A study published on January 16, 2026, in Current Developments in Nutrition — a peer-reviewed, open-access journal listed in PubMed and PubMed Central (PMC) — has produced results that challenge a common marketing claim in the yerba mate beverage industry: that drinking yerba mate before exercise enhances metabolic performance. The study, titled 'Acute Effects of Commercial Yerba Mate Products on Cardiometabolic Responses during Submaximal Cycling: Brewed to Perform?' [1], was conducted at the American University of Beirut and found that acute ingestion of brewed yerba mate did not significantly enhance metabolic or cardiovascular responses during low- to moderate-intensity cycling, regardless of the commercial brand consumed.
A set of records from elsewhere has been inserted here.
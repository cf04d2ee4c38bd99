//! Session credential issuance and verification (HS256 JWT)

use chrono::{DateTime, Duration, TimeZone, Utc};
use jsonwebtoken::{
    decode, encode, errors::ErrorKind, Algorithm, DecodingKey, EncodingKey, Header, Validation,
};
use tracing::{debug, error};

use super::errors::AuthError;
use super::models::{Claims, SessionCredential};

/// Fixed lifetime of every session credential
pub const SESSION_TTL_HOURS: i64 = 19;

/// Why a presented credential was not accepted
#[derive(Debug, Clone, Copy, PartialEq, Eq)]
pub enum SessionRejection {
    /// Bad signature, wrong shape or otherwise unverifiable
    Malformed,
    /// Well-formed and correctly signed but past its expiry
    Expired,
}

impl From<SessionRejection> for AuthError {
    fn from(rejection: SessionRejection) -> Self {
        match rejection {
            SessionRejection::Malformed => AuthError::InvalidCredential,
            SessionRejection::Expired => AuthError::ExpiredCredential,
        }
    }
}

/// Signs and verifies stateless session credentials with a process-wide secret
#[derive(Clone)]
pub struct SessionIssuer {
    encoding_key: EncodingKey,
    decoding_key: DecodingKey,
    validation: Validation,
    ttl: Duration,
}

impl SessionIssuer {
    pub fn new(secret: &str) -> Self {
        let mut validation = Validation::new(Algorithm::HS256);
        validation.leeway = 0;

        Self {
            encoding_key: EncodingKey::from_secret(secret.as_bytes()),
            decoding_key: DecodingKey::from_secret(secret.as_bytes()),
            validation,
            ttl: Duration::hours(SESSION_TTL_HOURS),
        }
    }

    pub fn issue(&self, user_id: &str) -> Result<SessionCredential, AuthError> {
        self.issue_at(user_id, Utc::now())
    }

    /// Issues a credential as if signed at `issued_at`
    pub fn issue_at(
        &self,
        user_id: &str,
        issued_at: DateTime<Utc>,
    ) -> Result<SessionCredential, AuthError> {
        let expires_at = issued_at + self.ttl;
        let claims = Claims {
            sub: user_id.to_string(),
            iat: issued_at.timestamp(),
            exp: expires_at.timestamp(),
        };

        let token = encode(&Header::new(Algorithm::HS256), &claims, &self.encoding_key).map_err(
            |e| {
                error!(error = %e, user_id = %user_id, "JWT encoding error during session issuance");
                AuthError::Fault(e.into())
            },
        )?;

        Ok(SessionCredential {
            token,
            issued_at: timestamp_to_utc(claims.iat),
            expires_at: timestamp_to_utc(claims.exp),
        })
    }

    /// Resolves a credential to the internal user id it was issued for
    pub fn verify(&self, token: &str) -> Result<String, SessionRejection> {
        match decode::<Claims>(token, &self.decoding_key, &self.validation) {
            Ok(data) if !data.claims.sub.is_empty() => Ok(data.claims.sub),
            Ok(_) => {
                debug!("Session token carries an empty subject");
                Err(SessionRejection::Malformed)
            }
            Err(e) => match e.kind() {
                ErrorKind::ExpiredSignature => Err(SessionRejection::Expired),
                _ => {
                    debug!(error = %e, "Session token validation failed");
                    Err(SessionRejection::Malformed)
                }
            },
        }
    }
}

fn timestamp_to_utc(secs: i64) -> DateTime<Utc> {
    Utc.timestamp_opt(secs, 0).single().unwrap_or_default()
}

#[cfg(test)]
mod tests {
    use super::*;

    const SECRET: &str = "test_secret_key_with_enough_length!!";

    #[test]
    fn test_issue_then_verify_round_trip() {
        let issuer = SessionIssuer::new(SECRET);
        let credential = issuer.issue("U_ABCDEFGHJK").unwrap();

        assert_eq!(issuer.verify(&credential.token), Ok("U_ABCDEFGHJK".to_string()));
    }

    #[test]
    fn test_lifetime_is_nineteen_hours() {
        let issuer = SessionIssuer::new(SECRET);
        let credential = issuer.issue("U_1").unwrap();

        assert_eq!(
            credential.expires_at - credential.issued_at,
            Duration::hours(19)
        );
    }

    #[test]
    fn test_expired_credential_is_expired_not_malformed() {
        let issuer = SessionIssuer::new(SECRET);
        let credential = issuer
            .issue_at("U_1", Utc::now() - Duration::hours(20))
            .unwrap();

        assert_eq!(issuer.verify(&credential.token), Err(SessionRejection::Expired));
    }

    #[test]
    fn test_wrong_secret_is_malformed() {
        let issuer = SessionIssuer::new(SECRET);
        let other = SessionIssuer::new("another_secret_key_with_enough_len");
        let credential = other.issue("U_1").unwrap();

        assert_eq!(issuer.verify(&credential.token), Err(SessionRejection::Malformed));
    }

    #[test]
    fn test_expired_and_forged_is_malformed() {
        // Signature is checked before expiry
        let issuer = SessionIssuer::new(SECRET);
        let other = SessionIssuer::new("another_secret_key_with_enough_len");
        let credential = other
            .issue_at("U_1", Utc::now() - Duration::hours(20))
            .unwrap();

        assert_eq!(issuer.verify(&credential.token), Err(SessionRejection::Malformed));
    }

    #[test]
    fn test_garbage_is_malformed() {
        let issuer = SessionIssuer::new(SECRET);
        assert_eq!(issuer.verify("not-a-jwt"), Err(SessionRejection::Malformed));
        assert_eq!(issuer.verify(""), Err(SessionRejection::Malformed));
    }

    #[test]
    fn test_rejection_maps_to_auth_error() {
        assert!(matches!(
            AuthError::from(SessionRejection::Malformed),
            AuthError::InvalidCredential
        ));
        assert!(matches!(
            AuthError::from(SessionRejection::Expired),
            AuthError::ExpiredCredential
        ));
    }
}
Study Design: Two Brands, Multiple Metrics
The researchers employed a randomized crossover design with 29 healthy adults (15 men and 14 women), who consumed four different drinks across separate visits: two commercially brewed yerba mate brands (designated AYM and KYM), water, and water with 135 mg of caffeine [1]. The two yerba mate brands had similar caffeine concentrations but different phenolic content — a design feature that allowed the researchers to control for caffeine's known effects and test whether yerba mate's non-caffeine bioactive compounds (primarily polyphenols) contributed any additional metabolic benefit. Following each drink, participants underwent graded cycling exercise (20–80W at 60 rpm, 5 min per stage) while energy expenditure (EE), respiratory exchange ratio (RER), heart rate (HR), and delta efficiency (DE) were measured using indirect calorimetry [1].
The Null Result and What It Means
The study's central finding was a null result — but in clinical research, null results can be as informative as positive findings. Neither yerba mate brand produced a statistically significant improvement in substrate oxidation, total energy expenditure, heart rate, or delta efficiency compared to control drinks during the cycling protocol [1]. This does not mean that yerba mate has no metabolic effects whatsoever; caffeine is a well-established mild ergogenic aid, and yerba mate contains it in meaningful quantities. What the study suggests is that the additional bioactive compounds in yerba mate — the polyphenols, saponins, and other phytochemicals that distinguish it from a simple caffeine delivery vehicle — do not provide measurable acute metabolic benefits during submaximal exercise at the doses and timing used in this protocol.
Sex Differences and a Notable Interaction
The study also revealed sex-based differences in metabolic responses. Women exhibited higher RER and heart rate at similar workloads compared to men, though no drink × sex interactions were found for most outcomes [1]. However, a significant three-way interaction (drink × intensity × sex) was observed for RER (P = 0.013), particularly in men — suggesting that the metabolic response to yerba mate may not be entirely uniform across sexes and exercise intensities, even if the overall effect was null. This nuance is worth noting: while the headline finding is that yerba mate did not enhance performance, the interaction pattern indicates that future studies with larger samples or different protocols might detect sex-specific effects.
Body Composition: The Stronger Variable
Perhaps the most significant finding was that body composition — specifically, obesity status — had a more consistent and meaningful influence on exercise efficiency than yerba mate consumption [1]. Obesity status influenced HR, EE, and DE, with obese participants showing altered physiological responses during cycling regardless of whether they had consumed yerba mate. Notably, no drink × obesity interactions were detected, meaning that yerba mate had no differential effect in overweight/obese versus healthy-weight individuals. This finding aligns with the broader exercise physiology literature, which consistently shows that metabolic responses to exercise are primarily determined by baseline physiological factors (body composition, aerobic fitness, insulin sensitivity) rather than by acute dietary interventions.
Implications for the Industry
For the yerba mate industry, the study presents a nuanced message. Brands that market yerba mate as a 'performance-enhancing' pre-workout beverage — and several RTD brands explicitly target the fitness and athletic consumer segment — should note that the peer-reviewed evidence does not currently support claims of acute metabolic enhancement beyond what caffeine alone provides [1]. This does not invalidate yerba mate's other evidence-based attributes: its antioxidant capacity, its anti-inflammatory properties, and its emerging role as a modulator of glycemic responses. But it does suggest that the exercise-performance marketing angle requires either stronger clinical evidence or more modest claims.
It is important to note the scope of this study: it tested the acute (single-dose) effect of brewed yerba mate during submaximal cycling in a university student population. Whether chronic yerba mate consumption, different doses, higher exercise intensities, or different preparation methods (e.g., traditional gourd-brewed mate chimarrão) would produce different results remains an open question.